## Your assignment:
For the records below, the count of lines that hold "KeyCode" is required; give only that number.

Saved entries:
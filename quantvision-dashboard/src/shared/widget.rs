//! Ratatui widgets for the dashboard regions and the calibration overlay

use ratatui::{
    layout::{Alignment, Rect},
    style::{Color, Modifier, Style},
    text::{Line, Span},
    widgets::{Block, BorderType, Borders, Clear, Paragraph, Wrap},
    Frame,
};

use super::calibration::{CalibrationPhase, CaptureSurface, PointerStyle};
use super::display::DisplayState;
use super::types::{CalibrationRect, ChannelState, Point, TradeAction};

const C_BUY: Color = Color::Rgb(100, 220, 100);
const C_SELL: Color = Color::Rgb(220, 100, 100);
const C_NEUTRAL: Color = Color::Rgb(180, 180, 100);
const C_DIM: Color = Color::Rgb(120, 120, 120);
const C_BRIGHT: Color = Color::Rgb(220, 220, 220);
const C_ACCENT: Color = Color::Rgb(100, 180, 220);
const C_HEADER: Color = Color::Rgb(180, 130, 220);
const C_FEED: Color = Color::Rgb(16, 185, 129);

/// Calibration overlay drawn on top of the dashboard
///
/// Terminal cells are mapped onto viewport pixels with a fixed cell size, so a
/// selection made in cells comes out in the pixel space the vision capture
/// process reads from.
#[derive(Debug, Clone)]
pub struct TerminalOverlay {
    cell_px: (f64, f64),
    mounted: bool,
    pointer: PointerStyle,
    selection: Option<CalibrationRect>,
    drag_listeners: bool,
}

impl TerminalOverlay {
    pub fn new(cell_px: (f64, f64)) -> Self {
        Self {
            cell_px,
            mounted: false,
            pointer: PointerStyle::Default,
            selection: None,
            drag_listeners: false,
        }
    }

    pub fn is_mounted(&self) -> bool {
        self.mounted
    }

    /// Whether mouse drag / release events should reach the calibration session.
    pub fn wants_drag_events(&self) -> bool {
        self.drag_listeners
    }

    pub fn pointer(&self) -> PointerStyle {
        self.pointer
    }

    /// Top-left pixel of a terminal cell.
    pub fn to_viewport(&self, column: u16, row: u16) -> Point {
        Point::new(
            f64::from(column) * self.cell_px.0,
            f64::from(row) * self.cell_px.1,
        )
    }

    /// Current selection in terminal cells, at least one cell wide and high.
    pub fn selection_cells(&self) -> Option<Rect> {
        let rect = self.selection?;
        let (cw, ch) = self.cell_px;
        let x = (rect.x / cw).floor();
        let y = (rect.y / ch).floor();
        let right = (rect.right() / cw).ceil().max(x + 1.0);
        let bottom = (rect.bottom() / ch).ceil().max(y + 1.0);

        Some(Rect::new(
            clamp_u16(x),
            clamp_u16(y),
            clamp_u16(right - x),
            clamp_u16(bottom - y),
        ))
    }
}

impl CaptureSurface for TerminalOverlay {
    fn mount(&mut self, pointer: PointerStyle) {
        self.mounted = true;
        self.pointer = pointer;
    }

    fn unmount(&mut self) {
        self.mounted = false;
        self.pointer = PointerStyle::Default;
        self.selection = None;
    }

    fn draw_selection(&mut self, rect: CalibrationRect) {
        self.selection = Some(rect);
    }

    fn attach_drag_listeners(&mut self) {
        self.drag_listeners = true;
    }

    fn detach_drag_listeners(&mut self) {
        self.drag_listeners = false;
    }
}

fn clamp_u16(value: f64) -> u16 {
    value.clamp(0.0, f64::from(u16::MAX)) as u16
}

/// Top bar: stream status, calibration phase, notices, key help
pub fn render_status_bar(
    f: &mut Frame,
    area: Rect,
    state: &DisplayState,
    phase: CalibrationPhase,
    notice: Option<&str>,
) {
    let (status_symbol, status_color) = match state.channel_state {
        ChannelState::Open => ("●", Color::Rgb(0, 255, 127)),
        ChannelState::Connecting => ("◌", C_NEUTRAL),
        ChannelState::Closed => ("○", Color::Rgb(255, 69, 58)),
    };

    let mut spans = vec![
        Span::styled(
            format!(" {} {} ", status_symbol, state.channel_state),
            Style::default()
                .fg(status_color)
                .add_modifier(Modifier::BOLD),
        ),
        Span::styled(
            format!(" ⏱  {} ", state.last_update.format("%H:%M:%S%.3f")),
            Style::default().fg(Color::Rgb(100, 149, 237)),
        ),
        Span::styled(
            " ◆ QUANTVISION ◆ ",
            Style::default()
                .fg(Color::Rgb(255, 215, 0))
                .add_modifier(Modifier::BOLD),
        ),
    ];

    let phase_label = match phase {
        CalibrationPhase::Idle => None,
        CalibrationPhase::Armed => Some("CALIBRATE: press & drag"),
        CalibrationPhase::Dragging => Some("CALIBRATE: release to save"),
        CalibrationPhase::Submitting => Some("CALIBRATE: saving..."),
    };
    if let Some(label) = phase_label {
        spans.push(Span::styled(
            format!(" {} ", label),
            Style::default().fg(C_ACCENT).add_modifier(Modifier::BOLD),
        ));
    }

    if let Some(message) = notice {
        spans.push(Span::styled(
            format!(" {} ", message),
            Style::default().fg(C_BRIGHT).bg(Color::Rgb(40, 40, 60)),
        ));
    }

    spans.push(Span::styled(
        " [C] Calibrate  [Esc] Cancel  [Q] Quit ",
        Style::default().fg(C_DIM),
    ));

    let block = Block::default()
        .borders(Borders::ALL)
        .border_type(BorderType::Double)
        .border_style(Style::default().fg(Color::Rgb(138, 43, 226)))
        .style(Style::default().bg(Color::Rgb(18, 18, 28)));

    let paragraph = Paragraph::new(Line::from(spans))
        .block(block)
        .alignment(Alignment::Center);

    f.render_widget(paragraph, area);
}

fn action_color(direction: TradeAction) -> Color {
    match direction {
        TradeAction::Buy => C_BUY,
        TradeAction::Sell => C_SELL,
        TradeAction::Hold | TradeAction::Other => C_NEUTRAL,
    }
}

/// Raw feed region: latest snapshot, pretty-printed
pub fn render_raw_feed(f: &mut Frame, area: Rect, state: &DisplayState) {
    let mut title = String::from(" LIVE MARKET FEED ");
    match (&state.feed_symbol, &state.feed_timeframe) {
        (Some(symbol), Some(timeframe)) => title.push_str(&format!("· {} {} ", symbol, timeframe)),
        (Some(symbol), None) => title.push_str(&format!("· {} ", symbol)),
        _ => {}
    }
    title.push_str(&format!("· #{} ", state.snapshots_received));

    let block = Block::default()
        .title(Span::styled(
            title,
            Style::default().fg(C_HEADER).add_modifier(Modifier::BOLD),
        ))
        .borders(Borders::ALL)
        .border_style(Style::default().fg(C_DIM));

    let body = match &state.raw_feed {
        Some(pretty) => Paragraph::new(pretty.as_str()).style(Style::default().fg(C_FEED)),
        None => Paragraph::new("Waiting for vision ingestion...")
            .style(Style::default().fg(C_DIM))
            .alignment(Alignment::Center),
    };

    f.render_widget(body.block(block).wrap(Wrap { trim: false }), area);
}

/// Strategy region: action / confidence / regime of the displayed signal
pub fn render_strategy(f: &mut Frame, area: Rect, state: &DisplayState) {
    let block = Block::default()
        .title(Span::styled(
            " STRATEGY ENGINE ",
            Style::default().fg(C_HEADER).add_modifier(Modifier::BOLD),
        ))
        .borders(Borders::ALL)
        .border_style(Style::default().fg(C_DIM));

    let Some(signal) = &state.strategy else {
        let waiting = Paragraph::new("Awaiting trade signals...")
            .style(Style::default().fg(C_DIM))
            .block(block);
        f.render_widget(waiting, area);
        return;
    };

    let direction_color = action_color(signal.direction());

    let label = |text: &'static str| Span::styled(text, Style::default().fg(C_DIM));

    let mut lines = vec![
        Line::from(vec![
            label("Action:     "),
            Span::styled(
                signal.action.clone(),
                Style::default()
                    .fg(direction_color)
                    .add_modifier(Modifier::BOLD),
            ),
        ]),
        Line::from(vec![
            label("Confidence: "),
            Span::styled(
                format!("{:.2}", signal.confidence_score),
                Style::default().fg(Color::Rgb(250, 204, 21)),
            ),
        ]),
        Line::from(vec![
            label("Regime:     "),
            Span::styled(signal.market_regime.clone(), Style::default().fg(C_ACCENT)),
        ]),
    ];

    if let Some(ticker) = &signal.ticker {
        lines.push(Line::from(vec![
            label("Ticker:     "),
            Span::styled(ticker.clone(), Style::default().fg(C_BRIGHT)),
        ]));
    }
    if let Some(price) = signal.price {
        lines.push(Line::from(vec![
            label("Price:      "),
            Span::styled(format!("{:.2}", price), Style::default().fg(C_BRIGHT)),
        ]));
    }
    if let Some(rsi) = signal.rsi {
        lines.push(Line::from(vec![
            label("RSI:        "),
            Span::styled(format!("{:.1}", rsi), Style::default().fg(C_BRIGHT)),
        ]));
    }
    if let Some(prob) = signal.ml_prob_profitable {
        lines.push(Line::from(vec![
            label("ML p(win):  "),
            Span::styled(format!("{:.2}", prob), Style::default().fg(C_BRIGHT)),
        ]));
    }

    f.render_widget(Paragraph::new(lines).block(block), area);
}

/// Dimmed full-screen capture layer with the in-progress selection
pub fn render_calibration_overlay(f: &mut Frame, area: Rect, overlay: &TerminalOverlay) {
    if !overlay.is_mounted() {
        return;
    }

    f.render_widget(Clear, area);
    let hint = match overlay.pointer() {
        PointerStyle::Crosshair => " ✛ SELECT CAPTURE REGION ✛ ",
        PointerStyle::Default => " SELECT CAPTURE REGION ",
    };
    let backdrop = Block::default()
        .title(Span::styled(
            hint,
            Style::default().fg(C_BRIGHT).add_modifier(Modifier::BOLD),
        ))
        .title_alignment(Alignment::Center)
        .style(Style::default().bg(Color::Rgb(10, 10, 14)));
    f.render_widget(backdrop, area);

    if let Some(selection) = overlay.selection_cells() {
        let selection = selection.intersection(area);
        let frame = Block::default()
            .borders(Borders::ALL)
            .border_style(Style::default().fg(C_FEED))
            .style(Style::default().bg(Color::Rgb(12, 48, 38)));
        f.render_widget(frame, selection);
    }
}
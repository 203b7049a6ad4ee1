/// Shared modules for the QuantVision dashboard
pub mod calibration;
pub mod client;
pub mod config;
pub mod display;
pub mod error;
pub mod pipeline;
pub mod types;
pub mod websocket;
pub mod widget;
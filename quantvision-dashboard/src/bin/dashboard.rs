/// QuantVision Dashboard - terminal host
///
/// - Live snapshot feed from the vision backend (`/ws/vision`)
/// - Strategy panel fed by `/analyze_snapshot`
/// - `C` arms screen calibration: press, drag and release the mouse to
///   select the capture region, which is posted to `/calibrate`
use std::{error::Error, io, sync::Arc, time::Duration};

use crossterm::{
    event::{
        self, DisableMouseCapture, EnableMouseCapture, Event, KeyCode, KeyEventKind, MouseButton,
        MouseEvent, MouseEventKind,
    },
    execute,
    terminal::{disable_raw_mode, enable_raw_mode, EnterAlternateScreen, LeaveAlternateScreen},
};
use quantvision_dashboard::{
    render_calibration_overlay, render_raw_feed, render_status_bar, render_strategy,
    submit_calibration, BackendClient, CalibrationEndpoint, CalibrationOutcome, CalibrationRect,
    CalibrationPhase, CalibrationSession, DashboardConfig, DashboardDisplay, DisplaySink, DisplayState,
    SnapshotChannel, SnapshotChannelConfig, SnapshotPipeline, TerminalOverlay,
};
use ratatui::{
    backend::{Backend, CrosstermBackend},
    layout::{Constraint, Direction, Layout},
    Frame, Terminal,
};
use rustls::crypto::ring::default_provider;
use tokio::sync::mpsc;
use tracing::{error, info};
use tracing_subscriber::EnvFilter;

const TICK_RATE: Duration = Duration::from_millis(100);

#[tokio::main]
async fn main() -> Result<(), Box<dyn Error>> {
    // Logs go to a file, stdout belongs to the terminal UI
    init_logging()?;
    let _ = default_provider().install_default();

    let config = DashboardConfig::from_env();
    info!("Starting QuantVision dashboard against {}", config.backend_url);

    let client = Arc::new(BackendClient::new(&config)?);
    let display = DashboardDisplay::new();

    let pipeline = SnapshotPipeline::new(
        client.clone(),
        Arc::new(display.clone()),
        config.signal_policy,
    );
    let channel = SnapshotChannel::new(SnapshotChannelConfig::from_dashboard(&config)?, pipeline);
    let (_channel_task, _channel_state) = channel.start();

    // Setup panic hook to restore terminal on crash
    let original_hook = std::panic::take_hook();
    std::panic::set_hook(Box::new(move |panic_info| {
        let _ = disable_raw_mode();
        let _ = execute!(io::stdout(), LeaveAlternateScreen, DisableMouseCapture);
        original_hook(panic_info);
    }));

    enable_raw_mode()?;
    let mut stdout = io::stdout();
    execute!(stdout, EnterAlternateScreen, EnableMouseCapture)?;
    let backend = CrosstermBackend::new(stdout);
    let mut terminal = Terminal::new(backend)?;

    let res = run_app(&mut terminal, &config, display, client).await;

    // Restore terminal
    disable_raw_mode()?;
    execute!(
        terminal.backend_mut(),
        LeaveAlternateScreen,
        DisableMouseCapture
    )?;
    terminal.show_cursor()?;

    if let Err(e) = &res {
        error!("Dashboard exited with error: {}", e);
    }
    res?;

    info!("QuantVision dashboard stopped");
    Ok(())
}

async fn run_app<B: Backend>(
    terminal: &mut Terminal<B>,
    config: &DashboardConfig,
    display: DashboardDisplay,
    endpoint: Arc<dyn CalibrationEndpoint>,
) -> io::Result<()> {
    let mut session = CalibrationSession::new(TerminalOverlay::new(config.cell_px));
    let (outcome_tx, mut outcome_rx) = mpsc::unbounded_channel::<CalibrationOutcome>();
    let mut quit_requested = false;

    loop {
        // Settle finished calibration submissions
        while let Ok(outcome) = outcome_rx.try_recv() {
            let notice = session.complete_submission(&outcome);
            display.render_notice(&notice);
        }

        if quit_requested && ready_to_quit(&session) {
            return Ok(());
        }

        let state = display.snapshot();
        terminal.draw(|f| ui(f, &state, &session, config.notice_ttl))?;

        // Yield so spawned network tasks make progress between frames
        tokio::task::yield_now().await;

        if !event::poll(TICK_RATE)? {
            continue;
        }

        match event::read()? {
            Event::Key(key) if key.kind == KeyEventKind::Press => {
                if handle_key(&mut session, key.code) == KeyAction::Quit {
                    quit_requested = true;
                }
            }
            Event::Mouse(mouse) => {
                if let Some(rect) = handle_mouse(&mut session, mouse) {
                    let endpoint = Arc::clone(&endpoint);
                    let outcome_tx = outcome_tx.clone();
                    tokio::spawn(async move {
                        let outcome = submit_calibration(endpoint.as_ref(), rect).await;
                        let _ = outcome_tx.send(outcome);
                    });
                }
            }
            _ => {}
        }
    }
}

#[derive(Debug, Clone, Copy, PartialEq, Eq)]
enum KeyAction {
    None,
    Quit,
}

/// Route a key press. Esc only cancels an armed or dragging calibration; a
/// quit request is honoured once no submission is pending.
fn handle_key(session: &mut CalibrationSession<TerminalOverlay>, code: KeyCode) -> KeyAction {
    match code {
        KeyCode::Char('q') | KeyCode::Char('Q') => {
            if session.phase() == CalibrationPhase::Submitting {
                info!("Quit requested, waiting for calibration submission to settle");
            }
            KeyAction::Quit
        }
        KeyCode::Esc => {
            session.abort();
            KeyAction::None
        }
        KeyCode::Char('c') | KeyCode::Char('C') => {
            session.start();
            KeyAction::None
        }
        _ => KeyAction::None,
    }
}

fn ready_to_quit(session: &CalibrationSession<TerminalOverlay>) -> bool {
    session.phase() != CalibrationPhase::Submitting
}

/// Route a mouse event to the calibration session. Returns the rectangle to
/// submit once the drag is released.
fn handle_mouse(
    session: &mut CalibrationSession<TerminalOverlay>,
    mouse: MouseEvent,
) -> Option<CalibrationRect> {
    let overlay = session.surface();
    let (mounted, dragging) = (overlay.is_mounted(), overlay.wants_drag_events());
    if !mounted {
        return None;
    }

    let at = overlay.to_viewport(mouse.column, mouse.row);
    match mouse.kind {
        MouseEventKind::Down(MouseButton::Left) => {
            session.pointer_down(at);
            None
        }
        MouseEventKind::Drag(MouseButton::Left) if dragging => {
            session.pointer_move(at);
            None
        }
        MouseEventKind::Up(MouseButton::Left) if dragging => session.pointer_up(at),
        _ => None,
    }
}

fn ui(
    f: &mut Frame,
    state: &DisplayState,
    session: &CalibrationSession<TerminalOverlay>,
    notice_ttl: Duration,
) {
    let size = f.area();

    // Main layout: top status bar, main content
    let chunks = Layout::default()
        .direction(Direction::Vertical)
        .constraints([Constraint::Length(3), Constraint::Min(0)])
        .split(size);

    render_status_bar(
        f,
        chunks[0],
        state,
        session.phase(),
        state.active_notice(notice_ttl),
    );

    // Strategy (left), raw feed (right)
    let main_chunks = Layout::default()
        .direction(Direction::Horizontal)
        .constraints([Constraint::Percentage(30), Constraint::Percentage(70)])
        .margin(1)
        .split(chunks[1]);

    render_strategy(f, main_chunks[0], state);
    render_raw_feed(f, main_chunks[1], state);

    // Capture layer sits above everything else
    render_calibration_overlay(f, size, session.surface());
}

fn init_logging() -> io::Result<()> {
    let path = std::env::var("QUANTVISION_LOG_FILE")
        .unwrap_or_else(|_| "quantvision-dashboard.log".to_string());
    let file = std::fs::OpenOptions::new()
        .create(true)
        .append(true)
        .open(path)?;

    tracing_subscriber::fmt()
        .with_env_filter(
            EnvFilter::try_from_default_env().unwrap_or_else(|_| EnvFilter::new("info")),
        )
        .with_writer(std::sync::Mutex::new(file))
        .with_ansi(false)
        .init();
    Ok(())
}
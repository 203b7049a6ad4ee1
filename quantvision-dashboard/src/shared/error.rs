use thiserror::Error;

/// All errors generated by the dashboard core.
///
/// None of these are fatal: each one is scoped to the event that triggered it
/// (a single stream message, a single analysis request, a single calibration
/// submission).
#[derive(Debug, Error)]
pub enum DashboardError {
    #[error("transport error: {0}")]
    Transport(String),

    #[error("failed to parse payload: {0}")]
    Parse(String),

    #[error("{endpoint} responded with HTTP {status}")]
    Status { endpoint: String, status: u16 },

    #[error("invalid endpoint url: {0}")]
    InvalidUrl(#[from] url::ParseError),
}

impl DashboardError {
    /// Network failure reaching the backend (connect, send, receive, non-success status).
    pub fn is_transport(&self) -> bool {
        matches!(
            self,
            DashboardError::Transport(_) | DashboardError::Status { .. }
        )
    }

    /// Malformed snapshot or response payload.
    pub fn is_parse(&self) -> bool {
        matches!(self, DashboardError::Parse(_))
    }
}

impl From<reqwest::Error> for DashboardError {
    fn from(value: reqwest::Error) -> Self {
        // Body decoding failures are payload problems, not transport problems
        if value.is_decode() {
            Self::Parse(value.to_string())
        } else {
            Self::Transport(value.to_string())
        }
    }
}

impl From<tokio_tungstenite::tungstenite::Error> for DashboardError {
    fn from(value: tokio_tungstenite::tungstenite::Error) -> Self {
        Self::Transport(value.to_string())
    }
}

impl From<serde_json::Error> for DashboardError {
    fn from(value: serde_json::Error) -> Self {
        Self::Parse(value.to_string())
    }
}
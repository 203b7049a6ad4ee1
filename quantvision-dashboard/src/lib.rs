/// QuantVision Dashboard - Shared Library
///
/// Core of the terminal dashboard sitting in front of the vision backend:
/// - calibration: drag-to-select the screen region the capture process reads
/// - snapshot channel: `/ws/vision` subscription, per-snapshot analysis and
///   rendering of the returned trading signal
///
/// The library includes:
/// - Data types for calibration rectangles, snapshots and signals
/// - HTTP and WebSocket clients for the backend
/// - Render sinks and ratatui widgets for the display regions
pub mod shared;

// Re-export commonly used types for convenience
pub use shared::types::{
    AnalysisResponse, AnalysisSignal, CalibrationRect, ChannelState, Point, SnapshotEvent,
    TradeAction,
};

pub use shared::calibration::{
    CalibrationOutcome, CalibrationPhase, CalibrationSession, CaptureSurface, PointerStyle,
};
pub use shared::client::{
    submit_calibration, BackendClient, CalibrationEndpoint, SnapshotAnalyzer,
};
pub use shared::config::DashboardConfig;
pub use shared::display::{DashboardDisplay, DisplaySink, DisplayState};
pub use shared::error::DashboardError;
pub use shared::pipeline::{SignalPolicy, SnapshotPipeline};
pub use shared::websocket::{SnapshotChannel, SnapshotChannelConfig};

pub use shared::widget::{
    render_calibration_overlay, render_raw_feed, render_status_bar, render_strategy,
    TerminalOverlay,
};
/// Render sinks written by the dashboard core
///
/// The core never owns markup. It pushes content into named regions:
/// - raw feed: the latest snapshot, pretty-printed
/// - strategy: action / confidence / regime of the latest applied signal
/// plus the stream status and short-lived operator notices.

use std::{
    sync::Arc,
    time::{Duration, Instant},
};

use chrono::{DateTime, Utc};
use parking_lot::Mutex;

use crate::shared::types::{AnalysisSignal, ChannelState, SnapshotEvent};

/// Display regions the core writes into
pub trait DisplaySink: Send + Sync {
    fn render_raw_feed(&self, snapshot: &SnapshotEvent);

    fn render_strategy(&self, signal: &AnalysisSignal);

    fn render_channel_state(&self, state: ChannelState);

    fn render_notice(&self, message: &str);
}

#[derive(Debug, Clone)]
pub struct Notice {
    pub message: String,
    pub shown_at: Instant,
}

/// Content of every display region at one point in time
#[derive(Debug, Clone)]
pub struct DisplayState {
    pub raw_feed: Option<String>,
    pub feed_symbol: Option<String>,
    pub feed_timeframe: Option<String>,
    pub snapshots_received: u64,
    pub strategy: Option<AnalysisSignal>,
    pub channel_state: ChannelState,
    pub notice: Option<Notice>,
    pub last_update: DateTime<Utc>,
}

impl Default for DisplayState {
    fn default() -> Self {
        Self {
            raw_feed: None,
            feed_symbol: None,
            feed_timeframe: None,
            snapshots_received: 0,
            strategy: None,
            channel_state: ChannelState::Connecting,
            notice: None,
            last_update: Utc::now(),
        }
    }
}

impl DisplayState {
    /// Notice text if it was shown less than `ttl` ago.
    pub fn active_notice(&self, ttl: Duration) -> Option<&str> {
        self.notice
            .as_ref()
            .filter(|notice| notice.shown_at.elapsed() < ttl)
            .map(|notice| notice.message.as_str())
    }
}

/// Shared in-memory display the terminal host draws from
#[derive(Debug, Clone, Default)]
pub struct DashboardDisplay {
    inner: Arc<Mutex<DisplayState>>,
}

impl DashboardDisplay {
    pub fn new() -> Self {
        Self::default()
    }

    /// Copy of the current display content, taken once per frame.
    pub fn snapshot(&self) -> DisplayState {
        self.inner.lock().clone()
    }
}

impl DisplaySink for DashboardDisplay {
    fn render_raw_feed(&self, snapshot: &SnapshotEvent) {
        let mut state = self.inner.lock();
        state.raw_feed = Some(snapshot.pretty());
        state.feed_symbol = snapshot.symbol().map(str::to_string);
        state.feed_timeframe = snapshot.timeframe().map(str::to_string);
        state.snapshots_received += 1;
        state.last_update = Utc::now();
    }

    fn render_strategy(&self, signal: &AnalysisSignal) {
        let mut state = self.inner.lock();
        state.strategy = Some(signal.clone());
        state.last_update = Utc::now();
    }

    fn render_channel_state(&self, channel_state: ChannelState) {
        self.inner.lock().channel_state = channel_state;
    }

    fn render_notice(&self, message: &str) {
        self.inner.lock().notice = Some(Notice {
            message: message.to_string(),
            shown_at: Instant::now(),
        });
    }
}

## Task solution:
5